Дети уходят из города.

В марте.

Сотнями.

Ни одного сбежавшего

не нашли.

Дана Сидерос


# 1

Маленькая Сплюшка не мертва: она просто принимает отпуск. Будильник звонит ровно в шесть, все должны проснуться. Ненавижу это, особенно в выходные, когда хочется побыть жалким, но впереди солнечный день, и я так рад, что у меня есть силы справиться со всеми трудностями на своем пути! Мы завтракаем перед телевизором: я и детки, маленькая Сплюшка немного грустит. Сегодня я включаю «Винни-Пуха», ее любимого.

Можно было отказаться и не отдавать Сплюшку, но мне очень нужен тот фарфоровый Kestner (35 сантиметров, спящие глазки, тело из композита), чтобы разобрать его на детали, а он стоит едва ли не больше нее. Решения, решения, решения.[1]

Вчера я вел с собой довольно грубый разговор, хотя нельзя ругаться при детях, а сегодня, как только закончился мультик, поцеловал Сплюшку в мягкий лобик и уложил в красивый пакет. От улыбки, милая, станет день светлей, перестанет плакать самый грустный… я не думаю, что это так. Просто ужасно боюсь. Год за годом все становится таким старым, старым, старым…

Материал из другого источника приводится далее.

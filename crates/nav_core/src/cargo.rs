//! Cargo transfer between vehicles and resource buildings.
//!
//! A vehicle carries whole cargo units; a building stores raw amounts.
//! One cargo unit is worth [`AMOUNT_PER_CARGO`] of the building's stock.

use serde::{Deserialize, Serialize};

/// Stock moved by one cargo unit.
pub const AMOUNT_PER_CARGO: u32 = 50;

/// Transportable resource.
#[derive(Debug, Clone, Copy, PartialEq, Eq, Hash, PartialOrd, Ord, Serialize, Deserialize)]
pub enum Resource {
    /// Food supplies.
    Food,
    /// Medical supplies.
    Medicine,
}

impl Resource {
    /// Both resources.
    pub const ALL: [Self; 2] = [Self::Food, Self::Medicine];
}

/// Vehicle-side cargo.
#[derive(Debug, Clone, Copy, PartialEq, Eq, Hash, Default, Serialize, Deserialize)]
pub struct CargoHold {
    /// Food cargo units.
    pub food: u32,
    /// Medicine cargo units.
    pub medicine: u32,
    /// Max total cargo units.
    pub capacity: u32,
}

/// Building-side stock.
#[derive(Debug, Clone, Copy, PartialEq, Eq, Hash, Default, Serialize, Deserialize)]
pub struct ResourceStore {
    /// Food stock.
    pub food: u32,
    /// Medicine stock.
    pub medicine: u32,
    /// Destroyed buildings accept no deliveries.
    pub alive: bool,
}

impl ResourceStore {
    /// A live building with the given stock.
    #[must_use]
    pub const fn new(food: u32, medicine: u32) -> Self {
        Self {
            food,
            medicine,
            alive: true,
        }
    }

    /// Stock of one resource.
    #[must_use]
    pub const fn amount(&self, resource: Resource) -> u32 {
        match resource {
            Resource::Food => self.food,
            Resource::Medicine => self.medicine,
        }
    }

    fn amount_mut(&mut self, resource: Resource) -> &mut u32 {
        match resource {
            Resource::Food => &mut self.food,
            Resource::Medicine => &mut self.medicine,
        }
    }
}

impl CargoHold {
    /// An empty hold.
    #[must_use]
    pub const fn new(capacity: u32) -> Self {
        Self {
            food: 0,
            medicine: 0,
            capacity,
        }
    }

    /// Cargo units of one resource.
    #[must_use]
    pub const fn amount(&self, resource: Resource) -> u32 {
        match resource {
            Resource::Food => self.food,
            Resource::Medicine => self.medicine,
        }
    }

    fn amount_mut(&mut self, resource: Resource) -> &mut u32 {
        match resource {
            Resource::Food => &mut self.food,
            Resource::Medicine => &mut self.medicine,
        }
    }

    /// Total cargo units carried.
    #[must_use]
    pub const fn total(&self) -> u32 {
        self.food + self.medicine
    }

    /// Check if the hold has room for another unit.
    #[must_use]
    pub const fn has_room(&self) -> bool {
        self.total() < self.capacity
    }

    /// Take one cargo unit of `resource` from `store`.
    ///
    /// Does nothing unless the hold has room and the store has at least
    /// [`AMOUNT_PER_CARGO`]. Returns `true` if a unit was loaded.
    pub fn load(&mut self, resource: Resource, store: &mut ResourceStore) -> bool {
        if !self.has_room() || store.amount(resource) < AMOUNT_PER_CARGO {
            return false;
        }

        *self.amount_mut(resource) += 1;
        *store.amount_mut(resource) -= AMOUNT_PER_CARGO;
        tracing::trace!(?resource, carried = self.total(), "Loaded cargo");
        true
    }

    /// Deliver one cargo unit of `resource` to `store`.
    ///
    /// Does nothing unless the hold carries some, the store is alive and the
    /// vehicle is within range. Returns `true` if a unit was delivered.
    pub fn unload(&mut self, resource: Resource, store: &mut ResourceStore, within_range: bool) -> bool {
        if self.amount(resource) == 0 || !store.alive || !within_range {
            return false;
        }

        *self.amount_mut(resource) -= 1;
        let stock = store.amount_mut(resource);
        *stock = stock.saturating_add(AMOUNT_PER_CARGO);
        tracing::trace!(?resource, carried = self.total(), "Unloaded cargo");
        true
    }
}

В ожидании курьера пришлось убрать пакет в прихожую, чтобы не видеть больше свою совушку. Время пить обезболивающее и миорелаксанты. Детки пока посмотрят в окно, я тоже посмотрю в окно – а где там наша тетя? Всё, попрощайтесь с сестренкой, скоро у нас будет новый малыш.

Как обычно, вместе с покупкой я кладу свою рекламу и небольшой подарок – конфетки или украшение, и пишу к своим деткам инструкции, ведь они такие разные и не могут ничего рассказать! Сплюшка боится спать одна, а еще она любит, когда ей поют песенки, и читают сказки, и баюкают ее на руках. Я делал все это каждый день, пока не получил заказ, но настало время расставаться, и я надеюсь, что Сплюшка будет счастлива со своей новой мамочкой.

Я оплачиваю доставку и трачу лишние деньги, потому что не могу делать это самостоятельно. Иногда моя подруга Люс помогает мне с чем-то, но я не хочу ее утомлять и все равно оплачиваю помощь деньгами или покупаю ей красивые вещи. Сегодня Люс не может ко мне прийти. Незнакомый человек с моим свертком в руках отправляется по адресу – до свиданья, милая, на тебе такое красивое платье, ты обязательно ей понравишься!

Кто следующий? А я знаю. Мистер Зай уже забронирован в «Инстаграме». Мистер Зай красавчик, он умеет говорить: «Мамочка, я тебя люблю».

Мамочка, я тебя люблю. Ты помогаешь победить в моей битве.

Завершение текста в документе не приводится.